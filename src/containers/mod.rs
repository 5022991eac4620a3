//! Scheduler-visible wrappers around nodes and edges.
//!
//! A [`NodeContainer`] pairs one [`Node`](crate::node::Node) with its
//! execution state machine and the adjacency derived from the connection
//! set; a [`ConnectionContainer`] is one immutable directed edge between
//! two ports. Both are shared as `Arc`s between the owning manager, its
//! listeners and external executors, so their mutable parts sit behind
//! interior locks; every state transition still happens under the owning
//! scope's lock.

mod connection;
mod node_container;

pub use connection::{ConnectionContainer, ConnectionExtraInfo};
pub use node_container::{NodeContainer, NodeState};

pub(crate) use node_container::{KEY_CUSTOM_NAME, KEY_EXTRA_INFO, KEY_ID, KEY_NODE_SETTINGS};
...
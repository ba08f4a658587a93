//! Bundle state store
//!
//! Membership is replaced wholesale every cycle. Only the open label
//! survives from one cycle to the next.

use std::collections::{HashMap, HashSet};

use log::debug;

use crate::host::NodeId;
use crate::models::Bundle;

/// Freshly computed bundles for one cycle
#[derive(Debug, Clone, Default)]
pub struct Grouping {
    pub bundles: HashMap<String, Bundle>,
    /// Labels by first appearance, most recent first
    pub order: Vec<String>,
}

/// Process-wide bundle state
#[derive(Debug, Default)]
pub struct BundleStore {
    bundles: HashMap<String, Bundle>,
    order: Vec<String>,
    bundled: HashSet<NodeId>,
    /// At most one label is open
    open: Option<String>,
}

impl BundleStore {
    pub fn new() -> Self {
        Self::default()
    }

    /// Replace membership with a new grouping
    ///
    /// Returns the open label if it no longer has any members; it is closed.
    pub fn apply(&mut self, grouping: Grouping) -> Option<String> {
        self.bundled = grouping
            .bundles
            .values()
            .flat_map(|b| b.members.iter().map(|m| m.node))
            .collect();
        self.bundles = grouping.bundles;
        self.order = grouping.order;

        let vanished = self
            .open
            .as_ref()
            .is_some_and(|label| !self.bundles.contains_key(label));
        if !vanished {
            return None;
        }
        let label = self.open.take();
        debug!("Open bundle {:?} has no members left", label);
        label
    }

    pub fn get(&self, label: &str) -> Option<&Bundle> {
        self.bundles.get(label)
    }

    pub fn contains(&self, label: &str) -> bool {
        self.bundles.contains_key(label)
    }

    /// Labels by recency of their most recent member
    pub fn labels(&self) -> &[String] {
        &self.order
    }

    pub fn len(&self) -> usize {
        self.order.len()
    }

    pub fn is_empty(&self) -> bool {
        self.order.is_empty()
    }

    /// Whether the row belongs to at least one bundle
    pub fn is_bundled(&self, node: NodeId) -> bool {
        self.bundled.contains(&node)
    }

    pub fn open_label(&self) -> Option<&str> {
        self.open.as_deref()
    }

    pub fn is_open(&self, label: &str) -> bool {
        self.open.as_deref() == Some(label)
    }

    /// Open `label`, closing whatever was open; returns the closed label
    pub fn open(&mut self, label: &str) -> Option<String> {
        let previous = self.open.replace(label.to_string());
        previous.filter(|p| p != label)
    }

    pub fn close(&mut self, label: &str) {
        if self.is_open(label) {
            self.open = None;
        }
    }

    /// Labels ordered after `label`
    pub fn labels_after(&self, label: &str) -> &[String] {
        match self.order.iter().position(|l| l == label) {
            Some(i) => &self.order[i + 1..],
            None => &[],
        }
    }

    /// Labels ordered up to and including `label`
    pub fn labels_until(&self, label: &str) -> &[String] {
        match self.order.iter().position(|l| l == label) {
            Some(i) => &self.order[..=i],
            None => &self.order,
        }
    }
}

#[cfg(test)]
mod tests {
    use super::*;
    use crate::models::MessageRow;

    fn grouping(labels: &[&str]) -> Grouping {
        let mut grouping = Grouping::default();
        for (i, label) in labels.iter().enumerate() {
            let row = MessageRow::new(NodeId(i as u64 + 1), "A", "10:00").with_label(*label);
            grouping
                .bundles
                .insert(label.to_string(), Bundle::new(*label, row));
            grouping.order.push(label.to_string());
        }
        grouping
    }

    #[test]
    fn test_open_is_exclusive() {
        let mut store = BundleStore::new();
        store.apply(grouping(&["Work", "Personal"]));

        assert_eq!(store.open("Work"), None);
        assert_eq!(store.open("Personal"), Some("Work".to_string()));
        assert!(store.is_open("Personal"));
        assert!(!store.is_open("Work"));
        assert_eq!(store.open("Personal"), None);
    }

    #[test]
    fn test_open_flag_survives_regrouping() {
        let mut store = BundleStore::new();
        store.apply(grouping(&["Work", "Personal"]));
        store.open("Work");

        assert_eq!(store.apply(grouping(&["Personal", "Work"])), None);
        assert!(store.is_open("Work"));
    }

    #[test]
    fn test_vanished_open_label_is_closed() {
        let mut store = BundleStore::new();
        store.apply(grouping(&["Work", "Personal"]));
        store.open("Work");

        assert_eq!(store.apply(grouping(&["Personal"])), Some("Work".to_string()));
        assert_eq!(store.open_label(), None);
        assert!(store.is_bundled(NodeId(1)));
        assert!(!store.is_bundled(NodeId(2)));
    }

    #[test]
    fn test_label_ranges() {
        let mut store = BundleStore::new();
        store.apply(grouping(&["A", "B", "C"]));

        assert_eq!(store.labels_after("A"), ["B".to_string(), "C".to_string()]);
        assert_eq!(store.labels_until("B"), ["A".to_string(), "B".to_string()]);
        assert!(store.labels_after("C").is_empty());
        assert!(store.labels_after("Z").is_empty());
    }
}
==
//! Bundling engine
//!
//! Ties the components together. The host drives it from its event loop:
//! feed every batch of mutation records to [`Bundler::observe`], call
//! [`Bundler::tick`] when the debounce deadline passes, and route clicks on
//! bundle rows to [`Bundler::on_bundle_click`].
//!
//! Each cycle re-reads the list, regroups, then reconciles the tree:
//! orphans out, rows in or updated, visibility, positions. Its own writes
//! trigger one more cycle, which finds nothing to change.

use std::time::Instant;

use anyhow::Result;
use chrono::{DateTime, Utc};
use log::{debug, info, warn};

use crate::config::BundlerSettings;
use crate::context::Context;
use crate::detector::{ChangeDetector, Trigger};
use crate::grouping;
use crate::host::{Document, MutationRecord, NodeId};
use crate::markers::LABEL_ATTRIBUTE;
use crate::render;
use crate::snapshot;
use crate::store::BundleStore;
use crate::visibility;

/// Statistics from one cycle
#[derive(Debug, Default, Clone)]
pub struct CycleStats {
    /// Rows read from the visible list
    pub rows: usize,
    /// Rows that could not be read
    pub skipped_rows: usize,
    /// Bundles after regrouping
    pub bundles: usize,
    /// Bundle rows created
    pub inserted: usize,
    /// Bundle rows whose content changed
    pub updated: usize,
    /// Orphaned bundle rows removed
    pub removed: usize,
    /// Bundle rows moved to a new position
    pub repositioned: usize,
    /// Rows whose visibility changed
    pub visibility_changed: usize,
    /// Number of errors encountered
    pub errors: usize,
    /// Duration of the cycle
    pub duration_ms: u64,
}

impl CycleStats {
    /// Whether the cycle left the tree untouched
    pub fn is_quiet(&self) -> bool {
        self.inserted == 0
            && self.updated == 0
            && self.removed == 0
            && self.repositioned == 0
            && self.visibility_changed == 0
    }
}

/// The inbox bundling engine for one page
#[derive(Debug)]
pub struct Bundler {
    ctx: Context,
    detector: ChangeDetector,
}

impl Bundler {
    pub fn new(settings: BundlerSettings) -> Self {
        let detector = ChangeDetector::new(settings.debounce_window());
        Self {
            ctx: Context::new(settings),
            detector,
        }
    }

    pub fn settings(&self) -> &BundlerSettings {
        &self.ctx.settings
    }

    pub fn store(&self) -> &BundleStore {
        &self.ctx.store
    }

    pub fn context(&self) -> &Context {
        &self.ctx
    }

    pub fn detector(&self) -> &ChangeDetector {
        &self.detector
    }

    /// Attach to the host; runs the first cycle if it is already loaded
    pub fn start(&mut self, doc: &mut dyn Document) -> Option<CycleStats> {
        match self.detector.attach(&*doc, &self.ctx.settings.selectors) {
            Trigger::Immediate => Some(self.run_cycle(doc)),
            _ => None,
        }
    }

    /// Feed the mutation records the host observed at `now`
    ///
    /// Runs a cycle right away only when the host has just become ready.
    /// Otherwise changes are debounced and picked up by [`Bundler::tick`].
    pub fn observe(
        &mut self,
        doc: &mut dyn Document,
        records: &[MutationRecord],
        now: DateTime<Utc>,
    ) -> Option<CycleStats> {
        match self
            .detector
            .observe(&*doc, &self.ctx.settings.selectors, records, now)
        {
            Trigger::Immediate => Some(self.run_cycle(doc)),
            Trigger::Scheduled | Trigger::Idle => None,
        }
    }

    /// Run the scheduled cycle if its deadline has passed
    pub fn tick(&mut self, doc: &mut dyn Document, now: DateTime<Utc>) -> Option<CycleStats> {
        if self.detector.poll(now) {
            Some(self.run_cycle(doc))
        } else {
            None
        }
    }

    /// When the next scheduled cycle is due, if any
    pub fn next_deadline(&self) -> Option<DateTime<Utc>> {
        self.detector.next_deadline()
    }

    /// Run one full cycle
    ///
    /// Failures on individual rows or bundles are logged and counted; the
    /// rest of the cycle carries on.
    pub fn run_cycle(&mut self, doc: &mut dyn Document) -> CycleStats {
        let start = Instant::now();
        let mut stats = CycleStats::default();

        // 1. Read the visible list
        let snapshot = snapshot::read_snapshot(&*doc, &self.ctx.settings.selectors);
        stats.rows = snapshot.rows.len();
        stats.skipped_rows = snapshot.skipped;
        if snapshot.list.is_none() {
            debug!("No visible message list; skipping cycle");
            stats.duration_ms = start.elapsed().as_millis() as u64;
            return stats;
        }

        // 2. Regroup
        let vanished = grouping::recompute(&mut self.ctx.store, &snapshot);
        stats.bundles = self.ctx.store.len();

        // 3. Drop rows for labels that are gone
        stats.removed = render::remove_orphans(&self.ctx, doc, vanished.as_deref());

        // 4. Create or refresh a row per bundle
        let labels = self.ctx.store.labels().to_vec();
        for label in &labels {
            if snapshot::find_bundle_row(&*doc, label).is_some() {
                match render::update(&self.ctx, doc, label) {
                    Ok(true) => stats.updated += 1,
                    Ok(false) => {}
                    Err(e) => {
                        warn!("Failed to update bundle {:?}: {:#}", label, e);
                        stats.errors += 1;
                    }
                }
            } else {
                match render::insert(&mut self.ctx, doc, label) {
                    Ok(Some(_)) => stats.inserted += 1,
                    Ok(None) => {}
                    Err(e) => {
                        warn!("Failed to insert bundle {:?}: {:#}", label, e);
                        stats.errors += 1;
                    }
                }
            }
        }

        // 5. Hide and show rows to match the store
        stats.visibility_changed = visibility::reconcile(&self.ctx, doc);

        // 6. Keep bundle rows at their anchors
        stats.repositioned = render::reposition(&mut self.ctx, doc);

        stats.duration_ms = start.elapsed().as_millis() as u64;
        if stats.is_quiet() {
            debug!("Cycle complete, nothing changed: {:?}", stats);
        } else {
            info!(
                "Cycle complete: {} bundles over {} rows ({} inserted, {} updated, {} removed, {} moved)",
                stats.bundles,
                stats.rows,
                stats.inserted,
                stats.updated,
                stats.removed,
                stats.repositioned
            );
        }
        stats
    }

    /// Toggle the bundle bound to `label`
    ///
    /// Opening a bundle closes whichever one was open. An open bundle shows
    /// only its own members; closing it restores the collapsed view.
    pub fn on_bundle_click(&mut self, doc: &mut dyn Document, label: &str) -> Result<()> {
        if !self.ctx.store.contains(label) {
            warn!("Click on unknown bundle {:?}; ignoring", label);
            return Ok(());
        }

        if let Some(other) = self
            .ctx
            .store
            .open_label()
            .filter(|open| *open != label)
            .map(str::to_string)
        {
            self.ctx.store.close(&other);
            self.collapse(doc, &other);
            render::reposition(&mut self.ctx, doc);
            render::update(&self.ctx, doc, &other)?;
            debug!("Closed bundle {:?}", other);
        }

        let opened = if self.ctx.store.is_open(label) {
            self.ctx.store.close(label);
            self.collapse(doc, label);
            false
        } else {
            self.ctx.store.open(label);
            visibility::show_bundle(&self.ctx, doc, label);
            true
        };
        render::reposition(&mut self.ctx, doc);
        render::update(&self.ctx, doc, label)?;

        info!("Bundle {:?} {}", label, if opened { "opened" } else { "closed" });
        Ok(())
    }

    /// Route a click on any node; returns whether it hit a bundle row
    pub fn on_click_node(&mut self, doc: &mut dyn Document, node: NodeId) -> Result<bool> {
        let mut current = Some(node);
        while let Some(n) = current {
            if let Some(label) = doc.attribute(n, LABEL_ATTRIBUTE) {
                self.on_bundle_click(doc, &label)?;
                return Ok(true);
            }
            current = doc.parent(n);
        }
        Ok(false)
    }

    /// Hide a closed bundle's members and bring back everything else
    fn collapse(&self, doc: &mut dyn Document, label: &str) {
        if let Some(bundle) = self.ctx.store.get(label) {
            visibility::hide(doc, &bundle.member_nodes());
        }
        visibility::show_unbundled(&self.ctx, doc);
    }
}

TASK PROMPT:
Set down, exactly as they appear above, all lines from the one that has "filename src/containers/mod.rs" down to the one that has "directed edge between", including those two and no others.

FINISHED TASK:
filename src/containers/mod.rs
repository 5022991eac4620a3
//! Scheduler-visible wrappers around nodes and edges.
//!
//! A [`NodeContainer`] pairs one [`Node`](crate::node::Node) with its
//! execution state machine and the adjacency derived from the connection
//! set; a [`ConnectionContainer`] is one immutable directed edge between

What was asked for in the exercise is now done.